Scan the data beneath this task and copy each line that includes "units".

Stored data
BEGIN

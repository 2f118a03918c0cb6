//! Job requests and the resources granted to them.

use std::collections::BTreeMap;

use serde::{Deserialize, Serialize};

use crate::bitmap::Bitmap;
use crate::node::NodeId;

pub type JobId = u32;

/// Node exclusivity requested by a job.
#[derive(Debug, Clone, Copy, Default, PartialEq, Eq, Serialize, Deserialize)]
#[serde(rename_all = "lowercase")]
pub enum WholeNode {
    #[default]
    No,
    /// User asked for exclusive nodes.
    User,
    /// Every core and every GRES unit of each node must be free.
    Required,
}

/// How a node may be shared, ordered from most to least permissive.
#[derive(Debug, Clone, Copy, Default, PartialEq, Eq, PartialOrd, Ord, Hash, Serialize, Deserialize)]
#[serde(rename_all = "snake_case")]
pub enum NodeShareState {
    /// Cores may be shared across partition rows.
    #[default]
    Available,
    /// At most one row may use the node.
    OneRow,
    /// The node belongs to a single job.
    Reserved,
}

/// What happens to a job when something preempts it.
#[derive(Debug, Clone, Copy, Default, PartialEq, Eq, Hash, Serialize, Deserialize)]
#[serde(rename_all = "lowercase")]
pub enum PreemptMode {
    #[default]
    Off,
    Requeue,
    Cancel,
    Suspend,
    Gang,
}

impl PreemptMode {
    /// Suspended and gang-scheduled jobs keep their memory and GRES.
    pub fn releases_only_cores(self) -> bool {
        matches!(self, PreemptMode::Suspend | PreemptMode::Gang)
    }
}

/// Node-level task distribution.
#[derive(Debug, Clone, Copy, Default, PartialEq, Eq, Serialize, Deserialize)]
#[serde(rename_all = "lowercase")]
pub enum NodeDist {
    #[default]
    Block,
    Cyclic,
    Plane,
    Arbitrary,
}

/// Socket-level distribution modifier (`block:cyclic` and friends).
#[derive(Debug, Clone, Copy, Default, PartialEq, Eq, Serialize, Deserialize)]
#[serde(rename_all = "lowercase")]
pub enum SocketDist {
    /// Follow the node-level distribution.
    #[default]
    Inherit,
    Block,
    Cyclic,
}

/// Chooser family used for per-node core selection.
#[derive(Debug, Clone, Copy, PartialEq, Eq)]
pub enum CoreFamily {
    Block,
    Cyclic,
}

#[derive(Debug, Clone, Copy, PartialEq, Eq, Serialize, Deserialize)]
#[serde(default)]
pub struct TaskDist {
    pub node: NodeDist,
    pub socket: SocketDist,
    pub plane_size: u16,
}

impl Default for TaskDist {
    fn default() -> Self {
        Self {
            node: NodeDist::Block,
            socket: SocketDist::Inherit,
            plane_size: 1,
        }
    }
}

impl TaskDist {
    pub fn block() -> Self {
        Self::default()
    }

    pub fn cyclic() -> Self {
        Self {
            node: NodeDist::Cyclic,
            ..Self::default()
        }
    }

    pub fn plane(size: u16) -> Self {
        Self {
            node: NodeDist::Plane,
            socket: SocketDist::Inherit,
            plane_size: size.max(1),
        }
    }

    pub fn core_family(&self) -> CoreFamily {
        match (self.socket, self.node) {
            (SocketDist::Block, _) => CoreFamily::Block,
            (SocketDist::Cyclic, _) => CoreFamily::Cyclic,
            (SocketDist::Inherit, NodeDist::Block | NodeDist::Plane) => CoreFamily::Block,
            (SocketDist::Inherit, NodeDist::Cyclic | NodeDist::Arbitrary) => CoreFamily::Cyclic,
        }
    }

    /// Round-robin chunk used when spreading tasks over nodes.
    pub fn chunk(&self) -> u32 {
        match self.node {
            NodeDist::Plane => u32::from(self.plane_size.max(1)),
            _ => 1,
        }
    }
}

/// One GRES request, e.g. `gpu:2` per node or `gpu:1` per task.
#[derive(Debug, Clone, Default, PartialEq, Eq, Serialize, Deserialize)]
#[serde(default)]
pub struct GresRequest {
    pub name: String,
    pub type_name: Option<String>,
    pub per_node: u64,
    pub per_task: u64,
    pub per_socket: u64,
    /// Overrides the cluster default when set.
    pub enforce_binding: Option<bool>,
}

impl GresRequest {
    /// Parse `name[:type]:count` as a per-node request.
    pub fn per_node(spec: &str) -> Option<Self> {
        let parts: Vec<&str> = spec.split(':').collect();
        let (name, type_name, count) = match parts.as_slice() {
            [name] => (*name, None, 1),
            [name, count] => (*name, None, count.parse().ok()?),
            [name, ty, count] => (*name, Some(ty.to_string()), count.parse().ok()?),
            _ => return None,
        };
        if name.is_empty() {
            return None;
        }
        Some(Self {
            name: name.to_string(),
            type_name,
            per_node: count,
            ..Self::default()
        })
    }
}

/// A pending job's resource request.
///
/// Counts of zero mean "no constraint" unless noted.
#[derive(Debug, Clone, PartialEq, Eq, Serialize, Deserialize)]
#[serde(default)]
pub struct JobRequest {
    pub job_id: JobId,
    pub partition: String,
    pub min_nodes: u32,
    pub max_nodes: u32,
    /// Preferred node count between `min_nodes` and `max_nodes`.
    pub req_nodes: u32,
    pub min_cpus: u32,
    /// MiB per node, or per CPU when `mem_per_cpu` is set.
    pub pn_min_memory: u64,
    pub mem_per_cpu: bool,
    pub pn_min_cpus: u16,
    pub num_tasks: u32,
    pub cpus_per_task: u16,
    pub ntasks_per_node: u16,
    pub ntasks_per_socket: u16,
    pub ntasks_per_core: u16,
    pub ntasks_per_board: u16,
    pub ntasks_per_tres: u16,
    pub sockets_per_node: u16,
    pub cores_per_socket: u16,
    pub threads_per_core: u16,
    pub overcommit: bool,
    pub contiguous: bool,
    pub whole_node: WholeNode,
    /// Cores per node reserved for system use.
    pub core_spec: u16,
    pub share_res: bool,
    pub time_limit_secs: u64,
    pub task_dist: TaskDist,
    pub gres: Vec<GresRequest>,
    pub required_nodes: Option<Bitmap>,
    /// Per-node cores the job must not use.
    pub excluded_cores: BTreeMap<NodeId, Bitmap>,
    /// Mode applied when this job is itself preempted.
    pub preempt_mode: Option<PreemptMode>,
}

impl Default for JobRequest {
    fn default() -> Self {
        Self {
            job_id: 0,
            partition: String::new(),
            min_nodes: 1,
            max_nodes: 0,
            req_nodes: 0,
            min_cpus: 1,
            pn_min_memory: 0,
            mem_per_cpu: false,
            pn_min_cpus: 0,
            num_tasks: 0,
            cpus_per_task: 1,
            ntasks_per_node: 0,
            ntasks_per_socket: 0,
            ntasks_per_core: 0,
            ntasks_per_board: 0,
            ntasks_per_tres: 0,
            sockets_per_node: 0,
            cores_per_socket: 0,
            threads_per_core: 0,
            overcommit: false,
            contiguous: false,
            whole_node: WholeNode::No,
            core_spec: 0,
            share_res: false,
            time_limit_secs: 0,
            task_dist: TaskDist::default(),
            gres: Vec::new(),
            required_nodes: None,
            excluded_cores: BTreeMap::new(),
            preempt_mode: None,
        }
    }
}

impl JobRequest {
    pub fn cpus_per_task(&self) -> u32 {
        u32::from(self.cpus_per_task.max(1))
    }

    /// Share state the job imposes on the nodes it receives.
    pub fn node_req(&self) -> NodeShareState {
        if self.whole_node != WholeNode::No || self.core_spec > 0 {
            NodeShareState::Reserved
        } else if !self.share_res {
            NodeShareState::OneRow
        } else {
            NodeShareState::Available
        }
    }

    /// Upper bound on nodes, `u32::MAX` when unbounded.
    pub fn max_nodes_bound(&self) -> u32 {
        if self.max_nodes == 0 { u32::MAX } else { self.max_nodes.max(self.min_nodes) }
    }

    /// A job asking for no nodes holds nothing but burst-buffer style resources.
    pub fn is_zero_node(&self) -> bool {
        self.min_nodes == 0 && self.max_nodes == 0 && self.num_tasks == 0 && self.min_cpus == 0
    }

    pub fn wants_gres(&self) -> bool {
        self.gres
            .iter()
            .any(|g| g.per_node > 0 || g.per_task > 0 || g.per_socket > 0)
    }
}

/// GRES units granted on one node.
#[derive(Debug, Clone, PartialEq, Eq, Serialize, Deserialize)]
pub struct GresAlloc {
    pub node: NodeId,
    pub name: String,
    #[serde(default, skip_serializing_if = "Option::is_none")]
    pub type_name: Option<String>,
    pub units: Vec<u32>,
}

/// Resources held by a job; the authoritative record of its allocation.
///
/// Per-node vectors are indexed by position in `node_bitmap` order.
#[derive(Debug, Clone, PartialEq, Eq, Serialize, Deserialize)]
pub struct JobResources {
    pub job_id: JobId,
    pub partition: String,
    pub node_bitmap: Bitmap,
    /// Allocated CPUs per selected node, in hardware threads.
    pub cpus: Vec<u32>,
    /// Core count of each selected node, for splitting `core_bitmap`.
    pub node_cores: Vec<u32>,
    /// Concatenated per-node core bitmaps.
    pub core_bitmap: Bitmap,
    /// MiB per selected node.
    pub memory_allocated: Vec<u64>,
    pub tasks: Vec<u32>,
    pub node_req: NodeShareState,
    pub threads_per_core: u16,
    pub whole_node: WholeNode,
    pub gres_alloc: Vec<GresAlloc>,
    pub preempt_mode: PreemptMode,
    pub start_time: u64,
    pub end_time: u64,
}

impl JobResources {
    /// Allocation of a job that asked for no nodes.
    pub fn empty(job_id: JobId, partition: &str, node_count: usize) -> Self {
        Self {
            job_id,
            partition: partition.to_string(),
            node_bitmap: Bitmap::new(node_count),
            cpus: Vec::new(),
            node_cores: Vec::new(),
            core_bitmap: Bitmap::new(0),
            memory_allocated: Vec::new(),
            tasks: Vec::new(),
            node_req: NodeShareState::Available,
            threads_per_core: 1,
            whole_node: WholeNode::No,
            gres_alloc: Vec::new(),
            preempt_mode: PreemptMode::Off,
            start_time: 0,
            end_time: 0,
        }
    }

    pub fn node_ids(&self) -> Vec<NodeId> {
        self.node_bitmap.iter_set().map(|i| i as NodeId).collect()
    }

    pub fn node_count(&self) -> usize {
        self.cpus.len()
    }

    pub fn is_empty(&self) -> bool {
        self.cpus.is_empty()
    }

    /// Position of `node` within the per-node vectors.
    pub fn node_index(&self, node: NodeId) -> Option<usize> {
        if !self.node_bitmap.test(node as usize) {
            return None;
        }
        Some(self.node_bitmap.count_range(0, node as usize))
    }

    fn core_offset(&self, index: usize) -> usize {
        self.node_cores[..index].iter().map(|c| *c as usize).sum()
    }

    /// Core bitmap of the `index`th selected node.
    pub fn node_core_bitmap(&self, index: usize) -> Bitmap {
        let lo = self.core_offset(index);
        let hi = lo + self.node_cores.get(index).copied().unwrap_or(0) as usize;
        self.core_bitmap.slice(lo, hi)
    }

    pub fn total_cpus(&self) -> u64 {
        self.cpus.iter().map(|c| u64::from(*c)).sum()
    }

    pub fn total_tasks(&self) -> u64 {
        self.tasks.iter().map(|t| u64::from(*t)).sum()
    }

    pub fn gres_on(&self, node: NodeId) -> impl Iterator<Item = &GresAlloc> {
        self.gres_alloc.iter().filter(move |g| g.node == node)
    }
}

END

- **Reply to the exercise**
/// GRES units granted on one node.
    pub units: Vec<u32>,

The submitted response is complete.